Por outro lado, a dependência de álcool de um ou ambos os pais com frequência traz (ou agrava) conflitos familiares e situações que podem ser bastante sofridas e difíceis para os filhos. O “fica em casa”, por um lado, protege contra a contaminação por COVID-19, mas é uma situação considerada como fator de risco, que aumenta a vulnerabilidade do indivíduo ao uso problemático de álcool e drogas.

Por fim, é importante ressaltar que não é apenas o fato dos pais beberem ou não, mas outras atitudes dos pais também têm peso nessa equação: permissividade, falta de diálogo, instabilidade dos vínculos afetivos entre membros da família, entre outros.

 

6-Quais são os possíveis prejuízos à saúde causados pelo uso do álcool desde a adolescência?

Primeiramente, quero reforçar o fato já referido de que iniciar precocemente o uso de álcool aumenta o risco de dependência no futuro.

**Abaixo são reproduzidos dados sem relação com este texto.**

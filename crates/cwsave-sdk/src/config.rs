use std::fs;
use std::path::Path;

use cwsave_locate::SearchTerms;
use cwsave_types::{DATABASE_FILE, INSTALL_DIR_NAME, PRODUCT_PREFIX, SAVE_DIR_NAME};
use serde::{Deserialize, Serialize};

use crate::error::{SdkError, SdkResult};

/// Names used to find and open the character database.
///
/// Every field is optional in a config file and falls back to the built-in
/// Cube World layout.
#[derive(Clone, Debug, PartialEq, Eq, Serialize, Deserialize)]
#[serde(default)]
pub struct CwsaveConfig {
    pub product_prefix: String,
    pub install_dir_name: String,
    pub save_dir_name: String,
    pub database_file: String,
}

impl Default for CwsaveConfig {
    fn default() -> Self {
        Self {
            product_prefix: PRODUCT_PREFIX.to_string(),
            install_dir_name: INSTALL_DIR_NAME.to_string(),
            save_dir_name: SAVE_DIR_NAME.to_string(),
            database_file: DATABASE_FILE.to_string(),
        }
    }
}

impl CwsaveConfig {
    /// Parse a TOML document. Missing keys keep their defaults.
    pub fn from_toml_str(s: &str) -> SdkResult<Self> {
        let config: Self = toml::from_str(s)?;
        config.validate()?;
        Ok(config)
    }

    pub fn from_toml_file(path: impl AsRef<Path>) -> SdkResult<Self> {
        let path = path.as_ref();
        let text = fs::read_to_string(path).map_err(|source| SdkError::ConfigRead {
            path: path.to_path_buf(),
            source,
        })?;
        Self::from_toml_str(&text)
    }

    /// An empty prefix would match every installed product.
    fn validate(&self) -> SdkResult<()> {
        let fields = [
            ("product_prefix", &self.product_prefix),
            ("install_dir_name", &self.install_dir_name),
            ("save_dir_name", &self.save_dir_name),
            ("database_file", &self.database_file),
        ];
        match fields.iter().find(|(_, value)| value.is_empty()) {
            Some((field, _)) => Err(SdkError::EmptyConfigField { field: *field }),
            None => Ok(()),
        }
    }

    pub fn search_terms(&self) -> SearchTerms {
        SearchTerms {
            product_prefix: self.product_prefix.clone(),
            install_dir_name: self.install_dir_name.clone(),
            save_dir_name: self.save_dir_name.clone(),
        }
    }
}

#[cfg(test)]
mod tests {
    use super::*;

    #[test]
    fn default_config() {
        let c = CwsaveConfig::default();
        assert_eq!(c.product_prefix, "Cube World");
        assert_eq!(c.install_dir_name, "Cube World");
        assert_eq!(c.save_dir_name, "Save");
        assert_eq!(c.database_file, "characters.db");
        assert_eq!(c.search_terms(), SearchTerms::default());
    }

    #[test]
    fn partial_toml_keeps_defaults() {
        let c = CwsaveConfig::from_toml_str("database_file = \"backup.db\"\n").unwrap();
        assert_eq!(c.database_file, "backup.db");
        assert_eq!(c.save_dir_name, "Save");
    }

    #[test]
    fn empty_toml_is_default() {
        assert_eq!(CwsaveConfig::from_toml_str("").unwrap(), CwsaveConfig::default());
    }

    #[test]
    fn empty_field_is_rejected() {
        let err = CwsaveConfig::from_toml_str("product_prefix = \"\"").unwrap_err();
        assert!(matches!(
            err,
            SdkError::EmptyConfigField { field: "product_prefix" }
        ));
    }

    #[test]
    fn malformed_toml_is_rejected() {
        let err = CwsaveConfig::from_toml_str("save_dir_name = [").unwrap_err();
        assert!(matches!(err, SdkError::ConfigParse(_)));
    }

    #[test]
    fn load_from_file() {
        let dir = tempfile::tempdir().unwrap();
        let path = dir.path().join("cwsave.toml");
        fs::write(&path, "install_dir_name = \"CubeWorld\"\nsave_dir_name = \"Saves\"\n").unwrap();

        let c = CwsaveConfig::from_toml_file(&path).unwrap();
        let terms = c.search_terms();
        assert_eq!(terms.install_dir_name, "CubeWorld");
        assert_eq!(terms.save_dir_name, "Saves");
        assert_eq!(terms.product_prefix, "Cube World");
    }

    #[test]
    fn missing_file_reports_path() {
        let dir = tempfile::tempdir().unwrap();
        let path = dir.path().join("absent.toml");
        let err = CwsaveConfig::from_toml_file(&path).unwrap_err();
        assert!(matches!(err, SdkError::ConfigRead { path: ref p, .. } if p == &path));
    }
}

O sistema nervoso central do adolescente ainda está em desenvolvimento e isto traz maior vulnerabilidade e risco.

Quanto às repercussões diretas do uso de álcool, elas podem ocorrer a curto, médio e longo prazo. O álcool é uma substância psicoativa que pode ter efeitos importantes sobre o comportamento. Após o uso da bebida, podem inicialmente surgir efeitos como desinibição, maior facilidade de se comunicar, inquietação etc. Posteriormente, fica mais evidente sua ação depressora sobre o sistema nervoso central, podendo ocasionar perturbação da consciência (isto é, diminuição da clareza de percepção do ambiente), com redução da capacidade para focar, manter ou transferir a atenção.

Alterações comportamentais ou psicológicas clinicamente significativas, por exemplo, comportamento agressivo e inadequado, labilidade do humor, perturbações do discernimento ou da capacidade de julgamento, perda da coordenação motora, marcha instável, aumento do tempo de reação (o que coloca o adolescente em maior risco de acidentes), problemas de atenção e memória e até mesmo estupor e coma (casos de intoxicação graves).

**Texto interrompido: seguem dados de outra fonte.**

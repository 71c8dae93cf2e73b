//! Key-value blob storage for cwsave.
//!
//! A character database is a flat map from string keys to raw byte blobs.
//! The store never interprets blob contents; decoding is the caller's job.
//!
//! # Storage Backends
//!
//! All backends implement the [`BlobStore`] trait, and are opened through an
//! [`OpenStore`] implementation:
//!
//! - [`SqliteBlobStore`] — the on-disk `characters.db` format (opened by
//!   [`SqliteOpener`])
//! - [`InMemoryBlobStore`] — `HashMap`-based store for tests and embedding
//!   (opened by [`InMemoryCatalog`])
//!
//! # Design Rules
//!
//! 1. Opening a store validates the container; a store that opens is readable.
//! 2. A store handle lives for one load and is dropped on every exit path.
//! 3. An absent key is an error ([`StoreError::NotFound`]), not an empty blob.
//! 4. All backend errors are propagated, never silently ignored.

pub mod error;
pub mod memory;
pub mod sqlite;
pub mod traits;

// Re-export primary types at crate root for ergonomic imports.
pub use error::{StoreError, StoreResult};
pub use memory::{InMemoryBlobStore, InMemoryCatalog};
pub use sqlite::{SqliteBlobStore, SqliteOpener, BLOB_TABLE};
pub use traits::{BlobStore, OpenStore};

Diminuição do rendimento escolar, dificuldades de aprendizado/memorização, diminuição do funcionamento social ou ocupacional, sintomas depressivos, aumento do risco de suicídio.

No que diz respeito ao uso de álcool por adolescentes, é muito importante ter em mente que este uso, especialmente no padrão de “binge drinking” (beber uma grande quantidade numa única ocasião) tem sido associado a uma maior exposição por parte do indivíduo a comportamentos de risco, como dirigir embriagado ou aceitar carona de alguém que bebeu, praticar sexo sem proteção, envolver-se em brigas e situações de violência física etc. Estes riscos por si só merecem atenção adequada por parte dos familiares, educadores e pela sociedade em geral. Por trás destes comportamentos de risco, estão as alterações provocadas pelos efeitos do álcool no organismo (redução da capacidade de julgamento crítico adequado, aumento da impulsividade, desinibição, redução dos reflexos e da atenção etc.).